— The data —
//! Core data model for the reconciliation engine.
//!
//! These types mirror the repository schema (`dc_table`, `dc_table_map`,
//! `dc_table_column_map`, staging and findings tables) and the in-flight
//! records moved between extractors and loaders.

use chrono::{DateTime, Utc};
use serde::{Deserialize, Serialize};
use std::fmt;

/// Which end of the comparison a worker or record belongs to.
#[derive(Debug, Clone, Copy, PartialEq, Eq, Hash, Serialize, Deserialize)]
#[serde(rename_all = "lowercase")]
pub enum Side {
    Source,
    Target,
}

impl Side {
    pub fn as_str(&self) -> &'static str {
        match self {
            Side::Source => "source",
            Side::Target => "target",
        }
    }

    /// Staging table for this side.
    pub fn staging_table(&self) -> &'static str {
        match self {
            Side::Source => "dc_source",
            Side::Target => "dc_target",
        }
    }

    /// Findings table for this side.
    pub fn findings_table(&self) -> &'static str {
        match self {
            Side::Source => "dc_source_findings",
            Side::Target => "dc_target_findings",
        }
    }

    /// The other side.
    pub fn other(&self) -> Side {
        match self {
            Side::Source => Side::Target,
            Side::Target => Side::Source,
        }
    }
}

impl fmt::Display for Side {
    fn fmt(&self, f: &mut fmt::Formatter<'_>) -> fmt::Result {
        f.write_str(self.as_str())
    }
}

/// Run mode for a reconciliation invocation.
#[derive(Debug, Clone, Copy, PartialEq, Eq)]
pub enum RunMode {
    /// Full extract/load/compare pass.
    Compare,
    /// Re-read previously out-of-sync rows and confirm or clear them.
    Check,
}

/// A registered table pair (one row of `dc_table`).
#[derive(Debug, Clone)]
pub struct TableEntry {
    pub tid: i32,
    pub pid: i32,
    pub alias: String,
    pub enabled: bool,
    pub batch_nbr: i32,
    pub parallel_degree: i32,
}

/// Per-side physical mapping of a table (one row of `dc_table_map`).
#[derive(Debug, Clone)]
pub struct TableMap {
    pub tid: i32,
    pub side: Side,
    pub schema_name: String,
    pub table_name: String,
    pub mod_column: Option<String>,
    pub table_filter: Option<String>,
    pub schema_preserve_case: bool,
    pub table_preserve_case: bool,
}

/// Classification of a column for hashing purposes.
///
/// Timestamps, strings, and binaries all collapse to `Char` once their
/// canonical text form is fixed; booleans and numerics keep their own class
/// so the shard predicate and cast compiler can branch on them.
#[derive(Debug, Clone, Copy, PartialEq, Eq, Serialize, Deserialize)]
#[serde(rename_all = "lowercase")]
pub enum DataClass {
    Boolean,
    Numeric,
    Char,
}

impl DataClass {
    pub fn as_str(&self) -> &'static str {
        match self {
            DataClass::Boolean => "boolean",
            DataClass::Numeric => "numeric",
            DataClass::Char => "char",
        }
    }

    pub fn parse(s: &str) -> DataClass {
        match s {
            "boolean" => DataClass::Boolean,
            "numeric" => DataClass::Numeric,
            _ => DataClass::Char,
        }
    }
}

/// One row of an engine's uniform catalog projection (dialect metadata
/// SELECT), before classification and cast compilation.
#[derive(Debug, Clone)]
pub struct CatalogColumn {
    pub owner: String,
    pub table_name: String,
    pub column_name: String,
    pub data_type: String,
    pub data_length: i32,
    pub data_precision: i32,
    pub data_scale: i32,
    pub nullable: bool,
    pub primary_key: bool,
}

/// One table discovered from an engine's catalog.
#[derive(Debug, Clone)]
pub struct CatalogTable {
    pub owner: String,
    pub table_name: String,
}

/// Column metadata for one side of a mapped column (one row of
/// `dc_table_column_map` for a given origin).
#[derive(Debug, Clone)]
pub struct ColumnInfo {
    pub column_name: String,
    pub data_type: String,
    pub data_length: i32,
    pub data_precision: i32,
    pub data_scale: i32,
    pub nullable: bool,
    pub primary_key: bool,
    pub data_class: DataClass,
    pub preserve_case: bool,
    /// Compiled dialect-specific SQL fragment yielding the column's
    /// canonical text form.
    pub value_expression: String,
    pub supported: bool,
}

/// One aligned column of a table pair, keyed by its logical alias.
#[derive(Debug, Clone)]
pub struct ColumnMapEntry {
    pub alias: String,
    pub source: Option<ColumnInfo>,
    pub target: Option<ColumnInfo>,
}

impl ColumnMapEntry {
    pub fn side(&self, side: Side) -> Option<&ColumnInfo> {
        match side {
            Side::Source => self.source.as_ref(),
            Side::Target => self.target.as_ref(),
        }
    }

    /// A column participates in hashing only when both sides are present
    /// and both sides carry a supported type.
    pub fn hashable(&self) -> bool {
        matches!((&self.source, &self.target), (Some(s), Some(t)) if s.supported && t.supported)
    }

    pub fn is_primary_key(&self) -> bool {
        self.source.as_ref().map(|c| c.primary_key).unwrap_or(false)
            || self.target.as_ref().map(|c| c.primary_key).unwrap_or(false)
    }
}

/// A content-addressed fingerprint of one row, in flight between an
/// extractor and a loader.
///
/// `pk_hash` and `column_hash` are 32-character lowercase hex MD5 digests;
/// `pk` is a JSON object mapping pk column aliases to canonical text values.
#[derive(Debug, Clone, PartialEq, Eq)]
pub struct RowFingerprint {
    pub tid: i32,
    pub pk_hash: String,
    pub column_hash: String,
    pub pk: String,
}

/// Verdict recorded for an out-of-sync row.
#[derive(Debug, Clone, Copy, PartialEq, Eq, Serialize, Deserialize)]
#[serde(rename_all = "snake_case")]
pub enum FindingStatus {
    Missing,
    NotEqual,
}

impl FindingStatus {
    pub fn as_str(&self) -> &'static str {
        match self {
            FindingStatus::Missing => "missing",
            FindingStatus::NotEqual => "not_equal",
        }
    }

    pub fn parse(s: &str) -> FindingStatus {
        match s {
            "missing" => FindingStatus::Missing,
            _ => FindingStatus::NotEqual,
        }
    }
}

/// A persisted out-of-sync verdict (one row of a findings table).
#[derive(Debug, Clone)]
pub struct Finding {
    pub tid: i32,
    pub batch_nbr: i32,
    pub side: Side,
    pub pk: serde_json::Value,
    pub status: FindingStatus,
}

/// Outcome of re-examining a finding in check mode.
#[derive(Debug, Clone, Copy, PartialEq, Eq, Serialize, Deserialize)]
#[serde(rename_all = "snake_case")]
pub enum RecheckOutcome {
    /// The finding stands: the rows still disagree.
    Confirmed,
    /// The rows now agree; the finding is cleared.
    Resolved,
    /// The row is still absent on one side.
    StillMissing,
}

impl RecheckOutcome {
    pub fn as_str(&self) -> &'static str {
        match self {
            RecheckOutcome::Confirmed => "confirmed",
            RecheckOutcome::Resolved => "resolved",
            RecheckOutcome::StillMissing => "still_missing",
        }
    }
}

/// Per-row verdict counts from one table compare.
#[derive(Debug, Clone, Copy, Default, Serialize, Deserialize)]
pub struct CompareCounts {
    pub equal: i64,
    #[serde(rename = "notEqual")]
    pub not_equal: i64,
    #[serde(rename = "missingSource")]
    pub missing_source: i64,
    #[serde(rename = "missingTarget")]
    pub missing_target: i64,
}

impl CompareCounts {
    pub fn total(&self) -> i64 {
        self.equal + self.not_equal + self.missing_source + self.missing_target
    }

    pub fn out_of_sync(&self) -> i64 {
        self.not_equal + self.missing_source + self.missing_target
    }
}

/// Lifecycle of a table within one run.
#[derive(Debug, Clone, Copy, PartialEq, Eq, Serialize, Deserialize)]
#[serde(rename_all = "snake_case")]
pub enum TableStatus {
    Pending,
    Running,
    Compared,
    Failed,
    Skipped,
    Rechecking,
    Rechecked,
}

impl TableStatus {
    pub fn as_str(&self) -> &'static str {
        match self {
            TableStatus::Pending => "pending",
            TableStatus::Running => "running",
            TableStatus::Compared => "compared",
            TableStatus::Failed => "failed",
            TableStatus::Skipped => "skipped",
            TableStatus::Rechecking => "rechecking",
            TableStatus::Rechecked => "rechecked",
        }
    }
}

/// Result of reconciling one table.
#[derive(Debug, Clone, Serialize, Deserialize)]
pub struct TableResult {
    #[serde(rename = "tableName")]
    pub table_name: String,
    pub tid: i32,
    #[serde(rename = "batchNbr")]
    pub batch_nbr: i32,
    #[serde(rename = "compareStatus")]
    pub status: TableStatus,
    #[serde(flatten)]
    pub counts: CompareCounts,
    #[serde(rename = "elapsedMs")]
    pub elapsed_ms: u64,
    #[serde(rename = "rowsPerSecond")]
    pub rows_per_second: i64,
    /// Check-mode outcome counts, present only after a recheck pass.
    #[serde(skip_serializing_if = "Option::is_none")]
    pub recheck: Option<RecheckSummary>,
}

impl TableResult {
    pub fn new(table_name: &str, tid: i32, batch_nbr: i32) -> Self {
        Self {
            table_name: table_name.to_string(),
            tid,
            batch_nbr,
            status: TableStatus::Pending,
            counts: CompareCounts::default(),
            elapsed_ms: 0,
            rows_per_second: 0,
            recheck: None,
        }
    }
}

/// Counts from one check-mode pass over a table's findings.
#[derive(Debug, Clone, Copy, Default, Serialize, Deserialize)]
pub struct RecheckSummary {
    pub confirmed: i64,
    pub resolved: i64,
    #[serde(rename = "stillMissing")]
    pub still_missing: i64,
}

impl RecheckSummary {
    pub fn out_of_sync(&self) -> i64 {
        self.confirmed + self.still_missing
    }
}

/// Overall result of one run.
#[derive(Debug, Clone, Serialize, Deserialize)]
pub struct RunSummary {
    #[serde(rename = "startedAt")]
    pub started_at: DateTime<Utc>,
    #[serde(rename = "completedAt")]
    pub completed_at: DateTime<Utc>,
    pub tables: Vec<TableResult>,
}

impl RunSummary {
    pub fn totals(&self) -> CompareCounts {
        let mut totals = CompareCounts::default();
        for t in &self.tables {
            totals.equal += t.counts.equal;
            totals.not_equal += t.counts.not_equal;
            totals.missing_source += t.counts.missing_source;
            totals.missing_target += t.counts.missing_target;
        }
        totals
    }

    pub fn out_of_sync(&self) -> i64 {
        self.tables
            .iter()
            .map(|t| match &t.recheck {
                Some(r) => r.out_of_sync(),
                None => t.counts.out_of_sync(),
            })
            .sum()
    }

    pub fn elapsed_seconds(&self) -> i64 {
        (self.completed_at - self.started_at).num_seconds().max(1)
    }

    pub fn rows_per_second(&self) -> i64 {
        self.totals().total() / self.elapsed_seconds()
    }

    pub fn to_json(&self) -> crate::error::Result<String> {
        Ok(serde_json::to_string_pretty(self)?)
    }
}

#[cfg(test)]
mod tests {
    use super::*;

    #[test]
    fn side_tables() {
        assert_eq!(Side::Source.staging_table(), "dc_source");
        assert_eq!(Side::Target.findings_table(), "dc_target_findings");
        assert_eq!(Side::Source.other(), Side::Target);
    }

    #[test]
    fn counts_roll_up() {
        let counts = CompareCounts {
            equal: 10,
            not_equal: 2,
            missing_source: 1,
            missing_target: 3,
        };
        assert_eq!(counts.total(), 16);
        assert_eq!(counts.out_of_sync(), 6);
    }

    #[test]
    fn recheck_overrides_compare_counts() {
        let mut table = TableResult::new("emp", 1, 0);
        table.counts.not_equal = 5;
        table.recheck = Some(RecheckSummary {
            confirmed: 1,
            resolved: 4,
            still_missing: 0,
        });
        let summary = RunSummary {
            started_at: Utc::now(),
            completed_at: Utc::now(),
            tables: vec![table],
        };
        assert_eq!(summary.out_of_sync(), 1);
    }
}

==

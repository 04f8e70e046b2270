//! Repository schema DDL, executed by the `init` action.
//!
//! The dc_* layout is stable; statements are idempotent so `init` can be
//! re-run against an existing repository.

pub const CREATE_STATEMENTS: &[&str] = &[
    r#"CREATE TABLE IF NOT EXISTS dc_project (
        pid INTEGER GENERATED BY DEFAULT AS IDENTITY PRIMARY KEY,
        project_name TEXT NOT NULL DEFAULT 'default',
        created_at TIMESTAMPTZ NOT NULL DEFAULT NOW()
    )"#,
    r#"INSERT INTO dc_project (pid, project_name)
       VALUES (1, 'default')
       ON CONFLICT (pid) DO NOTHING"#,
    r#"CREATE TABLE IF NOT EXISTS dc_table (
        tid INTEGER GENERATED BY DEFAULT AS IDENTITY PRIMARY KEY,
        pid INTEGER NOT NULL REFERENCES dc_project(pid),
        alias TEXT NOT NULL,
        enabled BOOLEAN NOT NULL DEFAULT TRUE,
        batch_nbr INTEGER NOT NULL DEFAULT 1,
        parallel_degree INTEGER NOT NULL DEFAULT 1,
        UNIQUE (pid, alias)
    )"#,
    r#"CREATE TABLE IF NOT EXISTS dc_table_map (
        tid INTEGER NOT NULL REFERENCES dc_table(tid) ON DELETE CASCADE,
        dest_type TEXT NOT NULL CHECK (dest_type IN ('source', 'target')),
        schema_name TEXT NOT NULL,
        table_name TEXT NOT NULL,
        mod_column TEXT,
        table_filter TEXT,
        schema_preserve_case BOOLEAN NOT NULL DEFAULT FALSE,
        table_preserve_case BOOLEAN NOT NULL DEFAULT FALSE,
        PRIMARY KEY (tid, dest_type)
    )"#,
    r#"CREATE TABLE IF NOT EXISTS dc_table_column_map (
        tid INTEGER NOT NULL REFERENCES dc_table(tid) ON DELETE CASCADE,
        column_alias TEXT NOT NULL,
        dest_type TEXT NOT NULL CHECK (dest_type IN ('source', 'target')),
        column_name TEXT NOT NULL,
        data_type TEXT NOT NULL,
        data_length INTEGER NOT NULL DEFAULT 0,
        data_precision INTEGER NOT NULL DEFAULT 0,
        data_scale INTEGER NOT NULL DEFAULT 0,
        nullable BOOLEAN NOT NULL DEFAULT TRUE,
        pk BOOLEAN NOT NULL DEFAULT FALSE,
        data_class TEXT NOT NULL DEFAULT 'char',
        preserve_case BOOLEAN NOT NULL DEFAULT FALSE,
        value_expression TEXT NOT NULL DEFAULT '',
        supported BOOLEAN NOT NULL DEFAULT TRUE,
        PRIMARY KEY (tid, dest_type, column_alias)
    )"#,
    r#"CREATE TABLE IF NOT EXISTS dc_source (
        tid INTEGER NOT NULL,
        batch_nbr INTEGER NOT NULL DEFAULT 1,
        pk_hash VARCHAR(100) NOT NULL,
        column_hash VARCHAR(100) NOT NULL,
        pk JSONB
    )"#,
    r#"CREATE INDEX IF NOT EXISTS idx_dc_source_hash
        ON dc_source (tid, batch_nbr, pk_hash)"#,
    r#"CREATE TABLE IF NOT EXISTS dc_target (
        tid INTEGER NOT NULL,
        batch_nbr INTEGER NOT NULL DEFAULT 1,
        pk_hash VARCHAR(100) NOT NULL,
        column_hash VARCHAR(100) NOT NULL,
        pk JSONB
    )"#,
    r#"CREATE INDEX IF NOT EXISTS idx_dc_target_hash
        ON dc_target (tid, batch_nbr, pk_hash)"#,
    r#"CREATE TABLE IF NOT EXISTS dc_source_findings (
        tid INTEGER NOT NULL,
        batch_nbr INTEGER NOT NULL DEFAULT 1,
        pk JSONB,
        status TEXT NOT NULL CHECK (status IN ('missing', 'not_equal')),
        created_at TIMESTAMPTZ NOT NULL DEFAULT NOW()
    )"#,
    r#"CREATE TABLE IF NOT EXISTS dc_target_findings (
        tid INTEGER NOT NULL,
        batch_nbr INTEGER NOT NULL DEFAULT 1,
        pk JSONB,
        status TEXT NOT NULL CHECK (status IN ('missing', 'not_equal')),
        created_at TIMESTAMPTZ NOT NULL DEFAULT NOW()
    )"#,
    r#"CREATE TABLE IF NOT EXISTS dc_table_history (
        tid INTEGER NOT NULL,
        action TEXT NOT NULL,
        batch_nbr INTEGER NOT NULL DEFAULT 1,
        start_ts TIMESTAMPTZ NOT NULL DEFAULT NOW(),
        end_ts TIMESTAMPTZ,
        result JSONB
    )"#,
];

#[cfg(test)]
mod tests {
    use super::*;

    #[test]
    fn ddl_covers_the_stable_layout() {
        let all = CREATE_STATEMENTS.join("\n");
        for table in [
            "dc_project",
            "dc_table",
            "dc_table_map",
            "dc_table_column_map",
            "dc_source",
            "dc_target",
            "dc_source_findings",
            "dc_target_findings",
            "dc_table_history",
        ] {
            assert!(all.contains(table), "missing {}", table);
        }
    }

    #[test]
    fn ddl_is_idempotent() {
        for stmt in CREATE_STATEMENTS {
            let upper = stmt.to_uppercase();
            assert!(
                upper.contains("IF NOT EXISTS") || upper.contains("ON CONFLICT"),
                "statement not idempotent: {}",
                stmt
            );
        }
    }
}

— Problem statement —
Copy each line of the listing that holds the word "both".

— Solution to this exercise —
    /// A column participates in hashing only when both sides are present
    /// and both sides carry a supported type.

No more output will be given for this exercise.